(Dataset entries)
=-=-=-=-=
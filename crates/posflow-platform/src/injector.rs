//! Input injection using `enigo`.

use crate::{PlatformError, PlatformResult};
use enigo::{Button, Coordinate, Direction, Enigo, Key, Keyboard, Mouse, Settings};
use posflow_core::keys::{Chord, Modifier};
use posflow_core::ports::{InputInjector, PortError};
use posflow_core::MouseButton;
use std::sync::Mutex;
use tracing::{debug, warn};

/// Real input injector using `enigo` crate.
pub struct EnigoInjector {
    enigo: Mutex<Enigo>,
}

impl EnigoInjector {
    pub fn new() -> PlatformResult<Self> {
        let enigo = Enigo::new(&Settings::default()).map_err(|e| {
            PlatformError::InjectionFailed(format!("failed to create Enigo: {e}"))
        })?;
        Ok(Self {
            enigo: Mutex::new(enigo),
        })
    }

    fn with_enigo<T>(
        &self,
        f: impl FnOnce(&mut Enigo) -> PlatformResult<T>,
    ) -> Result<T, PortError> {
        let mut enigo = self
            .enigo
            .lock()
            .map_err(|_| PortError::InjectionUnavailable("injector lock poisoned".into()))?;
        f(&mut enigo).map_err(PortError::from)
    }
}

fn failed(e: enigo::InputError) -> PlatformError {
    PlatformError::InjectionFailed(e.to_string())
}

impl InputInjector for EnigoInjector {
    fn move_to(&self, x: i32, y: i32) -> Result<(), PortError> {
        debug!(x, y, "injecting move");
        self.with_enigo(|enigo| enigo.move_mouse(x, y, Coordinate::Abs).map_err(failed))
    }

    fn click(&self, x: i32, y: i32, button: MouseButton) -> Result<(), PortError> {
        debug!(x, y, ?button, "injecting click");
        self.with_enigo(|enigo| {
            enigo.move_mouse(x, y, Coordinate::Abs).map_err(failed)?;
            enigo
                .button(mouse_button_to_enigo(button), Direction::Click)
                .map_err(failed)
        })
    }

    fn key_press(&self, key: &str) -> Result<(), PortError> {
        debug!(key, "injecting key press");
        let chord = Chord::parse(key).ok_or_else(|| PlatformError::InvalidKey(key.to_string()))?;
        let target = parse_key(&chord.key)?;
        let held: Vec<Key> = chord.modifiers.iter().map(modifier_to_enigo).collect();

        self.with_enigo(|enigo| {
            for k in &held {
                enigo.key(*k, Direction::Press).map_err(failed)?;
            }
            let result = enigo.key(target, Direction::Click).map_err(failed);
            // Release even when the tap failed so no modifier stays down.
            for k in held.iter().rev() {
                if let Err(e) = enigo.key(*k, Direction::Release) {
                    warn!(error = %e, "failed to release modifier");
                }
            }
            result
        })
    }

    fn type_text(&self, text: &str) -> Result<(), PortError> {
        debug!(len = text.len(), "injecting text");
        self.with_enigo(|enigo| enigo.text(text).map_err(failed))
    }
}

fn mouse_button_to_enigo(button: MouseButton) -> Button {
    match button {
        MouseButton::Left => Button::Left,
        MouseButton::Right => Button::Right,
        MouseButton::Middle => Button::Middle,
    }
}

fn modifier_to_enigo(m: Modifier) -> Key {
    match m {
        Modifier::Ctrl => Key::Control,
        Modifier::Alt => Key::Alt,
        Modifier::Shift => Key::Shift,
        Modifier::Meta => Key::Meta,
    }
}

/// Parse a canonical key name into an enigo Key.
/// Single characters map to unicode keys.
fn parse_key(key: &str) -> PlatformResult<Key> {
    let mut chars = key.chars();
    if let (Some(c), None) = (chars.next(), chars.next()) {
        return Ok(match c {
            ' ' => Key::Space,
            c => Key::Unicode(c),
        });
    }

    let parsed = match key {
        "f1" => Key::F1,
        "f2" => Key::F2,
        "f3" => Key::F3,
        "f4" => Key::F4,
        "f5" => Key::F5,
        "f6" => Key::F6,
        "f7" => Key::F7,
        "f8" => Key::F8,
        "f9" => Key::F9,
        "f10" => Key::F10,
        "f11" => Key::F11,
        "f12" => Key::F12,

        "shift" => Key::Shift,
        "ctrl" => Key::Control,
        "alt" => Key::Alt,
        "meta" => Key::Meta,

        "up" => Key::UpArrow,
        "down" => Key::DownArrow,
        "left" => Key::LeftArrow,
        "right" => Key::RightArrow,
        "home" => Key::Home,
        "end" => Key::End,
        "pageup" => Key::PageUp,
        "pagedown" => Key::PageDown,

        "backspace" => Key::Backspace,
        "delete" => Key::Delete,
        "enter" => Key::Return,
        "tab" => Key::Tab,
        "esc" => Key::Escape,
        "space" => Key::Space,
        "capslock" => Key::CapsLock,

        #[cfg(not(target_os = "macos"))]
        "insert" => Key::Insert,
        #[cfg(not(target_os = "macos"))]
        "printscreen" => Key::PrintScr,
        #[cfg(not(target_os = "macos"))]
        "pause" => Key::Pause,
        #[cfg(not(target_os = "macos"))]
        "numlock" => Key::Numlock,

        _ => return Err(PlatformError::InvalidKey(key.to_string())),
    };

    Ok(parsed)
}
=-=-=-=-=
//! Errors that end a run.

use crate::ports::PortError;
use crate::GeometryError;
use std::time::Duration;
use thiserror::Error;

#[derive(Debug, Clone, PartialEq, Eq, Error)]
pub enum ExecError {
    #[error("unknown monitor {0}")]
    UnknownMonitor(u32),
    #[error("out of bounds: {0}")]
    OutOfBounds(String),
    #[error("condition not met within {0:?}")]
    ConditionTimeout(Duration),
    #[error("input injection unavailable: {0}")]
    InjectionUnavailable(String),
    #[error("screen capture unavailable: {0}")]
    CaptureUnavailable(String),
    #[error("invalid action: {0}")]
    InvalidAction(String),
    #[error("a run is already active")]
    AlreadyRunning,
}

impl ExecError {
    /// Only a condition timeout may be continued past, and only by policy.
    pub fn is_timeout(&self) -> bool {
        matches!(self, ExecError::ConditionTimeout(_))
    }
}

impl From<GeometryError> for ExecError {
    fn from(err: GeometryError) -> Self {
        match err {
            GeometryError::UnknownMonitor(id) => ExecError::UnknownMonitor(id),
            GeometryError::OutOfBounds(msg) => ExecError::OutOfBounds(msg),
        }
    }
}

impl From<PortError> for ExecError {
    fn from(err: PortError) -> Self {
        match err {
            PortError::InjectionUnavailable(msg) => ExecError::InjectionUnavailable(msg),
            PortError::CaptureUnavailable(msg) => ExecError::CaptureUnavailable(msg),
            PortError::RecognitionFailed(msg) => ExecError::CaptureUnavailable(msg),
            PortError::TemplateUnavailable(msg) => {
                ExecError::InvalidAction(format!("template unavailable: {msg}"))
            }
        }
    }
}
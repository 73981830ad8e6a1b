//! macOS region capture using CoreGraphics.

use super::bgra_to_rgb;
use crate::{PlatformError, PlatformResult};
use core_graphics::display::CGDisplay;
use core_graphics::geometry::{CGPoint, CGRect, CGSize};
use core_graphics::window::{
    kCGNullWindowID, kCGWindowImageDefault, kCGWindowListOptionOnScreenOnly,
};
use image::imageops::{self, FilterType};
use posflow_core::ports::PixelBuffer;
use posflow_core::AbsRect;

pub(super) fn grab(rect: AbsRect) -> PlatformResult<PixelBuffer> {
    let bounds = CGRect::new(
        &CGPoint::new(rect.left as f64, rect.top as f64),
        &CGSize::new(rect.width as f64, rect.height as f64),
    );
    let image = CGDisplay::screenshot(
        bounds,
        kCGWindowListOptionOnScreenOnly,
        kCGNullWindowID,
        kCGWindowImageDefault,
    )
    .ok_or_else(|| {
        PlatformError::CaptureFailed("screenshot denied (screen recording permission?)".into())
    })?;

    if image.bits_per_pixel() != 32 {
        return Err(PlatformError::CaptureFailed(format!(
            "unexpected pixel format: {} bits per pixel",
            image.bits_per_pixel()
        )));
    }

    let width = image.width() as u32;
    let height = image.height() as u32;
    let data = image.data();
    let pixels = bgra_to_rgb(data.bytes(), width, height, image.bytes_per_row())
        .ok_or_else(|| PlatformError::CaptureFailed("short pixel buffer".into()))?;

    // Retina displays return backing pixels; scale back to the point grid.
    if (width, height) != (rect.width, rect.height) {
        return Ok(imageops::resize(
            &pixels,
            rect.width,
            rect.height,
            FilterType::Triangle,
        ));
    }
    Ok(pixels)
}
=-=-=-=-=
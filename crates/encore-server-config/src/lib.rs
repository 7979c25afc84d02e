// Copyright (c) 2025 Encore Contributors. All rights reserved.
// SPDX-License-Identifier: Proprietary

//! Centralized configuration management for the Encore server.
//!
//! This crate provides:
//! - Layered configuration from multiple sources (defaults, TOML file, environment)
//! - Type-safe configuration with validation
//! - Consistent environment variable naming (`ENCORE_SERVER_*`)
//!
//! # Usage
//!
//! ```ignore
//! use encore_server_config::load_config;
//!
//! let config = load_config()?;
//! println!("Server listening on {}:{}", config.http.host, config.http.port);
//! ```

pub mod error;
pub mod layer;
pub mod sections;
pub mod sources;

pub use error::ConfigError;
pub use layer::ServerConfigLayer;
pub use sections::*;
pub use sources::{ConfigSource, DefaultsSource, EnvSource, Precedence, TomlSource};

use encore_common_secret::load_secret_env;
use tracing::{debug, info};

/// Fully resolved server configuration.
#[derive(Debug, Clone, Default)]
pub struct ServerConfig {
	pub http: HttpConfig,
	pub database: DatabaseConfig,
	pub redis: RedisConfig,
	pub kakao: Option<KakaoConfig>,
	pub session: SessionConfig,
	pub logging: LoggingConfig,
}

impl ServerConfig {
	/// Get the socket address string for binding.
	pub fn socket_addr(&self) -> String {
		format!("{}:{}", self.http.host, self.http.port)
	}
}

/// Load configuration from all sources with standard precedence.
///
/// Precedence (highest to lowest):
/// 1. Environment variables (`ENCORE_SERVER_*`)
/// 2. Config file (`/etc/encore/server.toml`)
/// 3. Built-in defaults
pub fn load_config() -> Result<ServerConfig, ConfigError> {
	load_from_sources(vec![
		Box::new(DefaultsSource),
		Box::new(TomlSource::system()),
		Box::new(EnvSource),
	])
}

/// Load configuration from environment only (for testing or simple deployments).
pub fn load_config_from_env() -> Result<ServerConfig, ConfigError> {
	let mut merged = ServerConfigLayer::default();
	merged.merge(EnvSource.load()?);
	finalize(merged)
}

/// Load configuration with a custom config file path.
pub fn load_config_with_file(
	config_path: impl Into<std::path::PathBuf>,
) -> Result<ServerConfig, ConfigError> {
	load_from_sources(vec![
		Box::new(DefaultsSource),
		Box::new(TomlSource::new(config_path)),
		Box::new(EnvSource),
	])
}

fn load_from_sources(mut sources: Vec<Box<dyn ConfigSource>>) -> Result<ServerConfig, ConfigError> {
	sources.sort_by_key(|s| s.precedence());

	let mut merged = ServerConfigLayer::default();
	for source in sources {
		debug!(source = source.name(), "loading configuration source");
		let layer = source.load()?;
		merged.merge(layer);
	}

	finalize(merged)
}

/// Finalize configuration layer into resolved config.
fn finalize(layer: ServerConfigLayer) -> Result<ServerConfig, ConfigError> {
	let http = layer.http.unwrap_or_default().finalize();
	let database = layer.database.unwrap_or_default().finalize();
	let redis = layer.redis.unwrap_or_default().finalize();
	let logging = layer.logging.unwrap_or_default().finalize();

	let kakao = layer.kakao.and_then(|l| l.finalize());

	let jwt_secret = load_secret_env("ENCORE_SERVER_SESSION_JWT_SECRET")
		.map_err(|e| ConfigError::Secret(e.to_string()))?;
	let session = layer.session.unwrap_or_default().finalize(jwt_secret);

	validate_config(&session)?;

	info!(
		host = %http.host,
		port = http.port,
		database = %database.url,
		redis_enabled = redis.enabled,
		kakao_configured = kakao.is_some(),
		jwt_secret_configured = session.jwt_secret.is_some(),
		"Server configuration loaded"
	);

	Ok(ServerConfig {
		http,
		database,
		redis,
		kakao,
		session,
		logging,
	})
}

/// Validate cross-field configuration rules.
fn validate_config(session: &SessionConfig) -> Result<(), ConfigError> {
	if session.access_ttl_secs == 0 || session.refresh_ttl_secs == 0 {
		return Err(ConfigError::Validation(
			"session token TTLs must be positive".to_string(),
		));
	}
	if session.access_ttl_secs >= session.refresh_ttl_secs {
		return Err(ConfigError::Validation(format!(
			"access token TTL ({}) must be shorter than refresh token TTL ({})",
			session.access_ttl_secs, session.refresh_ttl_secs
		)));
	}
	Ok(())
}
=-=-=-=-=
### What the exercise asks
Please find every line in the records above that holds the word "must" and copy it.

### Expected answer
			"session token TTLs must be positive".to_string(),
			"access token TTL ({}) must be shorter than refresh token TTL ({})",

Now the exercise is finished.